Mayara: Acho que o jornalista hoje precisa ser um profissional multiplataformas. A gente não pode mais segmentar: eu só gosto do digital, eu só gosto do sonoro, eu só gosto disso ou daquilo. Eu acho que em qualquer mídia, ele precisa ser um profissional múltiplo. Se estiver trabalhando numa mídia tradicional, precisa incorporar o digital, porque um veículo não existe mais sem o outro, mesmo os tradicionais, e quem está no digital precisa se adequar usando as características e estratégias das mídias tradicionais para conseguir um alcance maior de público. Então, primeiro, tem que ser um jornalista múltiplo, múltiplas habilidades, que dê conta dessa comunicação também múltipla. E, além disso, penso que essa formação moral também é muito importante. Nós vivemos um tempo em que a verdade é questionada. Hoje, fala-se em verdades no plural. o que é verdade, então? O que cada um acredita? E o jornalismo trabalha com a verdade. Então, essa formação moral de discernir o que é verdade, de dar voz, de dar espaço para fontes que muitas vezes não são ouvidas, de ter responsabilidade social no tratamento da informação é essencial. Então, essa característica, de ser um profissional com condições de usar as ferramentas e usar as multiplataformas, independente da mídia que esteja, e o outro ponto é a formação moral mesmo. O curso ajuda, mas, ao mesmo tempo, só vai fortalecer uma base familiar que cada um tem, porque quem trabalha com ética e se preocupa com o que é verdade e o que é mentira vai fazer isso até o fim da vida na profissão, vai repercutir, vai se preocupar, será que isso aqui é fake. Será que eu tô dando uma barrigada [fazer uma publicação inverídica ou distorcida]? E se não houver essa preocupação, se a mentira fizer parte mesmo da vida da pessoa, vai ser um jornalista que vai reproduzir a crise que a nossa sociedade está vivenciando mesmo de acreditar que qualquer coisa pode ser verdade.

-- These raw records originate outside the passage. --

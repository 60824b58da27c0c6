//! Delimited-text reader and writer.
//!
//! The reader turns CSV text into [`Record`]s keyed by header name; the writer
//! turns records back into fully quoted CSV. The two are not exact inverses:
//! the reader splits on every delimiter, so a comma inside a quoted field
//! breaks that field apart. Fields without delimiters or quotes round-trip.

use serde_json::Value;
use std::path::Path;

use crate::error::{BulkError, BulkResult};
use crate::models::Record;

/// Default field delimiter.
pub const DEFAULT_DELIMITER: char = ',';

/// Detect the encoding of raw bytes using chardet.
pub fn detect_encoding(bytes: &[u8]) -> String {
    let result = chardet::detect(bytes);
    let charset = result.0;

    // Normalize charset names
    match charset.to_lowercase().as_str() {
        "" | "ascii" | "utf-8" | "utf8" => "utf-8".to_string(),
        "iso-8859-1" | "iso-8859-15" | "latin-1" | "latin1" => "iso-8859-1".to_string(),
        "windows-1252" | "cp1252" => "windows-1252".to_string(),
        other => other.to_string(),
    }
}

/// Decode uploaded bytes to text.
///
/// Binary payloads (NUL bytes) and invalid UTF-8 are rejected as
/// [`BulkError::MalformedInput`]. Single-byte Western encodings are
/// transcoded; a UTF-8 byte order mark is dropped.
pub fn decode_content(bytes: &[u8]) -> BulkResult<String> {
    if bytes.contains(&0) {
        return Err(BulkError::MalformedInput(
            "input contains binary data".to_string(),
        ));
    }

    let bytes = bytes.strip_prefix(b"\xEF\xBB\xBF").unwrap_or(bytes);

    // Valid UTF-8 wins regardless of what detection guesses.
    if let Ok(text) = std::str::from_utf8(bytes) {
        return Ok(text.to_string());
    }

    match detect_encoding(bytes).as_str() {
        "iso-8859-1" => Ok(encoding_rs::ISO_8859_15.decode(bytes).0.into_owned()),
        "windows-1252" => Ok(encoding_rs::WINDOWS_1252.decode(bytes).0.into_owned()),
        other => Err(BulkError::MalformedInput(format!(
            "input is not valid UTF-8 text (detected {})",
            other
        ))),
    }
}

/// Read and decode a CSV file.
pub fn read_csv_file<P: AsRef<Path>>(path: P) -> BulkResult<String> {
    let bytes = std::fs::read(path.as_ref()).map_err(|e| {
        BulkError::MalformedInput(format!(
            "cannot read '{}': {}",
            path.as_ref().display(),
            e
        ))
    })?;
    decode_content(&bytes)
}

/// Trim a raw cell and strip one surrounding double quote from each end.
fn clean_cell(raw: &str) -> &str {
    let trimmed = raw.trim();
    let trimmed = trimmed.strip_prefix('"').unwrap_or(trimmed);
    trimmed.strip_suffix('"').unwrap_or(trimmed)
}

/// Parse comma-delimited text into records.
///
/// # Example
/// ```
/// use pharmplus_bulk::parse_records;
///
/// let rows = parse_records("name,age\nAlice,30\nBob,25");
///
/// assert_eq!(rows.len(), 2);
/// assert_eq!(rows[0]["name"], "Alice");
/// assert_eq!(rows[1]["age"], "25");
/// ```
pub fn parse_records(text: &str) -> Vec<Record> {
    parse_records_with(text, DEFAULT_DELIMITER)
}

/// Parse delimited text into records with an explicit delimiter.
///
/// The first non-empty line is the header. Blank lines are skipped. Short
/// rows are padded with empty strings and extra values are ignored. Input
/// with fewer than two non-empty lines yields no records.
pub fn parse_records_with(text: &str, delimiter: char) -> Vec<Record> {
    parse_numbered_records(text, delimiter)
        .into_iter()
        .map(|(_, record)| record)
        .collect()
}

/// Like [`parse_records_with`], pairing each record with its line number.
///
/// The header is line 1 and lines are counted from it, blank ones included,
/// so a record's number is the line it sits on in the file.
pub fn parse_numbered_records(text: &str, delimiter: char) -> Vec<(usize, Record)> {
    let mut lines = strip_bom(text)
        .lines()
        .enumerate()
        .filter(|(_, line)| !line.trim().is_empty());

    let (header_index, headers): (usize, Vec<String>) = match lines.next() {
        Some((index, header_line)) => (
            index,
            header_line
                .split(delimiter)
                .map(|h| clean_cell(h).to_string())
                .collect(),
        ),
        None => return Vec::new(),
    };

    lines
        .map(|(index, line)| {
            let values: Vec<&str> = line.split(delimiter).map(clean_cell).collect();
            let record = headers
                .iter()
                .enumerate()
                .map(|(i, header)| {
                    let value = values.get(i).copied().unwrap_or("");
                    (header.clone(), Value::String(value.to_string()))
                })
                .collect::<Record>();
            (index - header_index + 1, record)
        })
        .collect()
}

fn strip_bom(text: &str) -> &str {
    text.strip_prefix('\u{FEFF}').unwrap_or(text)
}

/// Header names of delimited text, or an empty list when there is no header.
pub fn parse_headers(text: &str, delimiter: char) -> Vec<String> {
    strip_bom(text)
        .lines()
        .find(|line| !line.trim().is_empty())
        .map(|line| {
            line.split(delimiter)
                .map(|h| clean_cell(h).to_string())
                .collect()
        })
        .unwrap_or_default()
}

/// Render one value as CSV cell text (before quoting).
fn cell_text(value: Option<&Value>) -> String {
    match value {
        None | Some(Value::Null) => String::new(),
        Some(Value::String(s)) => s.clone(),
        Some(Value::Bool(b)) => b.to_string(),
        Some(Value::Number(n)) => number_text(n),
        Some(other) => other.to_string(),
    }
}

/// Whole floats print without a fractional part (`85.0` as `85`).
fn number_text(n: &serde_json::Number) -> String {
    match n.as_f64() {
        Some(f) if n.is_f64() && f.fract() == 0.0 && f.abs() < 1e15 => format!("{}", f as i64),
        _ => n.to_string(),
    }
}

/// Serialize records as fully quoted CSV.
///
/// The header is `columns` when given, otherwise the keys of the first
/// record. Rows are joined with `\n` and there is no trailing newline. An
/// empty record set produces empty text.
pub fn write_records(records: &[Record], columns: Option<&[String]>) -> BulkResult<String> {
    let Some(first) = records.first() else {
        return Ok(String::new());
    };

    let headers: Vec<String> = match columns {
        Some(cols) => cols.to_vec(),
        None => first.keys().cloned().collect(),
    };

    let mut writer = csv::WriterBuilder::new()
        .quote_style(csv::QuoteStyle::Always)
        .terminator(csv::Terminator::Any(b'\n'))
        .from_writer(Vec::new());

    writer.write_record(&headers)?;
    for record in records {
        writer.write_record(headers.iter().map(|h| cell_text(record.get(h))))?;
    }

    let bytes = writer
        .into_inner()
        .map_err(|e| BulkError::Write(e.to_string()))?;
    let mut text = String::from_utf8(bytes).map_err(|e| BulkError::Write(e.to_string()))?;

    if text.ends_with('\n') {
        text.pop();
    }
    Ok(text)
}

/// Quoted, comma-joined header line with a trailing newline.
pub fn header_line<S: AsRef<str>>(columns: &[S]) -> String {
    let mut line = columns
        .iter()
        .map(|c| format!("\"{}\"", c.as_ref().replace('"', "\"\"")))
        .collect::<Vec<_>>()
        .join(",");
    line.push('\n');
    line
}

#[cfg(test)]
mod tests {
    use super::*;
    use serde_json::json;
    use std::io::Write;

    fn record(value: Value) -> Record {
        value.as_object().cloned().unwrap()
    }

    #[test]
    fn test_simple_csv() {
        let rows = parse_records("name,age\nAlice,30\nBob,25");

        assert_eq!(rows.len(), 2);
        assert_eq!(rows[0]["name"], "Alice");
        assert_eq!(rows[0]["age"], "30");
        assert_eq!(rows[1]["name"], "Bob");
        assert_eq!(rows[1]["age"], "25");
    }

    #[test]
    fn test_semicolon_delimiter() {
        let rows = parse_records_with("a;b;c\n1;2;3", ';');

        assert_eq!(rows[0]["a"], "1");
        assert_eq!(rows[0]["b"], "2");
        assert_eq!(rows[0]["c"], "3");
    }

    #[test]
    fn test_quoted_values() {
        let csv = "\"name\",\"value\"\n\"Alice\",\"Hello World\"";
        let rows = parse_records(csv);

        assert_eq!(rows[0]["name"], "Alice");
        assert_eq!(rows[0]["value"], "Hello World");
    }

    #[test]
    fn test_only_one_surrounding_quote_stripped() {
        let rows = parse_records("a\n\"Tendai \"\"TK\"\"\"");
        assert_eq!(rows[0]["a"], "Tendai \"\"TK\"\"");
    }

    #[test]
    fn test_quoted_comma_splits_field() {
        let rows = parse_records("first,second\n\"Tendai, Jr.\",Moyo");

        assert_eq!(rows[0]["first"], "Tendai");
        assert_eq!(rows[0]["second"], "Jr.");
    }

    #[test]
    fn test_crlf_line_endings() {
        let rows = parse_records("a,b\r\n1,2\r\n");

        assert_eq!(rows.len(), 1);
        assert_eq!(rows[0]["b"], "2");
    }

    #[test]
    fn test_empty_lines_skipped() {
        let rows = parse_records("\na,b\n1,2\n\n3,4\n");
        assert_eq!(rows.len(), 2);
    }

    #[test]
    fn test_line_numbers_count_blank_lines() {
        let rows = parse_numbered_records("\na,b\n\n1,2\n3,4\n\n\n5,6", ',');
        let lines: Vec<usize> = rows.iter().map(|(line, _)| *line).collect();

        assert_eq!(lines, vec![3, 4, 7]);
        assert_eq!(rows[2].1["a"], "5");
    }

    #[test]
    fn test_bom_in_text_stripped() {
        let rows = parse_records("\u{FEFF}name,age\nAlice,30");

        assert_eq!(rows[0]["name"], "Alice");
        assert_eq!(parse_headers("\u{FEFF}name,age", ','), vec!["name", "age"]);
    }

    #[test]
    fn test_missing_values() {
        let rows = parse_records("a,b,c\n1");

        assert_eq!(rows[0]["a"], "1");
        assert_eq!(rows[0]["b"], "");
        assert_eq!(rows[0]["c"], "");
    }

    #[test]
    fn test_extra_columns_ignored() {
        let rows = parse_records("a,b\n1,2,3,4");

        assert_eq!(rows[0].len(), 2);
        assert_eq!(rows[0]["b"], "2");
    }

    #[test]
    fn test_header_only_or_empty() {
        assert!(parse_records("").is_empty());
        assert!(parse_records("a,b,c").is_empty());
        assert!(parse_records("\n\n").is_empty());
    }

    #[test]
    fn test_header_order_preserved() {
        let rows = parse_records("zeta,alpha,mid\n1,2,3");
        let keys: Vec<&String> = rows[0].keys().collect();
        assert_eq!(keys, vec!["zeta", "alpha", "mid"]);
    }

    #[test]
    fn test_parse_headers() {
        assert_eq!(parse_headers("\n\"a\", b ,c\n1,2,3", ','), vec!["a", "b", "c"]);
        assert!(parse_headers("", ',').is_empty());
    }

    #[test]
    fn test_write_empty() {
        assert_eq!(write_records(&[], None).unwrap(), "");
    }

    #[test]
    fn test_write_quotes_everything() {
        let records = vec![record(json!({ "name": "Tendai", "note": "say \"hi\"" }))];
        let csv = write_records(&records, None).unwrap();

        assert_eq!(csv, "\"name\",\"note\"\n\"Tendai\",\"say \"\"hi\"\"\"");
    }

    #[test]
    fn test_write_values_by_type() {
        let records = vec![record(json!({
            "n": 45.5,
            "w": 85.0,
            "i": 12,
            "b": true,
            "z": null,
            "o": { "k": "v" },
        }))];
        let cols: Vec<String> = ["n", "w", "i", "b", "z", "o", "missing"].iter().map(|s| s.to_string()).collect();
        let csv = write_records(&records, Some(&cols)).unwrap();
        let data_line = csv.lines().nth(1).unwrap();

        assert_eq!(data_line, "\"45.5\",\"85\",\"12\",\"true\",\"\",\"{\"\"k\"\":\"\"v\"\"}\",\"\"");
    }

    #[test]
    fn test_write_has_no_trailing_newline() {
        let records = vec![record(json!({ "a": "1" })), record(json!({ "a": "2" }))];
        let csv = write_records(&records, None).unwrap();

        assert_eq!(csv.lines().count(), 3);
        assert!(!csv.ends_with('\n'));
    }

    #[test]
    fn test_header_line() {
        assert_eq!(header_line(&["a", "b"]), "\"a\",\"b\"\n");
    }

    #[test]
    fn test_decode_utf8_with_bom() {
        let bytes = b"\xEF\xBB\xBFname\nAlice";
        assert_eq!(decode_content(bytes).unwrap(), "name\nAlice");
    }

    #[test]
    fn test_decode_rejects_binary() {
        let result = decode_content(&[0x50, 0x4B, 0x03, 0x04, 0x00, 0x00]);
        assert!(matches!(result, Err(BulkError::MalformedInput(_))));
    }

    #[test]
    fn test_latin1_decoding() {
        // "Société" in ISO-8859-1
        let bytes: &[u8] = &[0x53, 0x6F, 0x63, 0x69, 0xE9, 0x74, 0xE9];
        match decode_content(bytes) {
            Ok(decoded) => assert!(decoded.starts_with("Soci")),
            Err(e) => assert!(matches!(e, BulkError::MalformedInput(_))),
        }
    }

    #[test]
    fn test_read_csv_file() {
        let mut file = tempfile::NamedTempFile::new().unwrap();
        write!(file, "a,b\n1,2\n").unwrap();

        let text = read_csv_file(file.path()).unwrap();
        assert_eq!(parse_records(&text).len(), 1);
    }

    #[test]
    fn test_read_missing_file() {
        let result = read_csv_file("/definitely/not/here.csv");
        assert!(matches!(result, Err(BulkError::MalformedInput(_))));
    }
}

Antônio: Que mensagem deixaria para quem quer seguir essa carreira, no caso do curso de jornalismo, mas tem medo das dificuldades?

Mayara: O estudante de jornalismo ou a pessoa que tem o interesse de se formar jornalista precisa ser uma pessoa muito aberta, querer aprender, usando as várias possibilidades que o curso oferece. É um estudante que precisa ter comprometimento com as disciplinas, com o currículo do curso, mas ao mesmo tempo, que precisa ter interesse com a pesquisa, porque é a pesquisa que vai desenvolver a característica da reflexão, da capacidade de interpretação e análise que o jornalista bom precisa ter, e ao mesmo tempo, usar das diversas formas, das diversas possibilidades para se formar jornalista. Por exemplo, a organização de eventos, na gestão de alguma coisa, o planejamento. Um jornalista não atua somente na redação, é principalmente na redação, mas há possibilidades de atuação em outros nichos da comunicação. E o bom jornalista, o jornalista bem-sucedido, vai ser aquele jornalista que é comprometido com a formação e aproveita as múltiplas possibilidades. Então, o meu conselho é: jornalista em formação, aproveite todas as oportunidades para se formar, entendendo que não é só o ensino, não é o currículo que vai te fazer um bom jornalista, mas várias chances da vida e da universidade.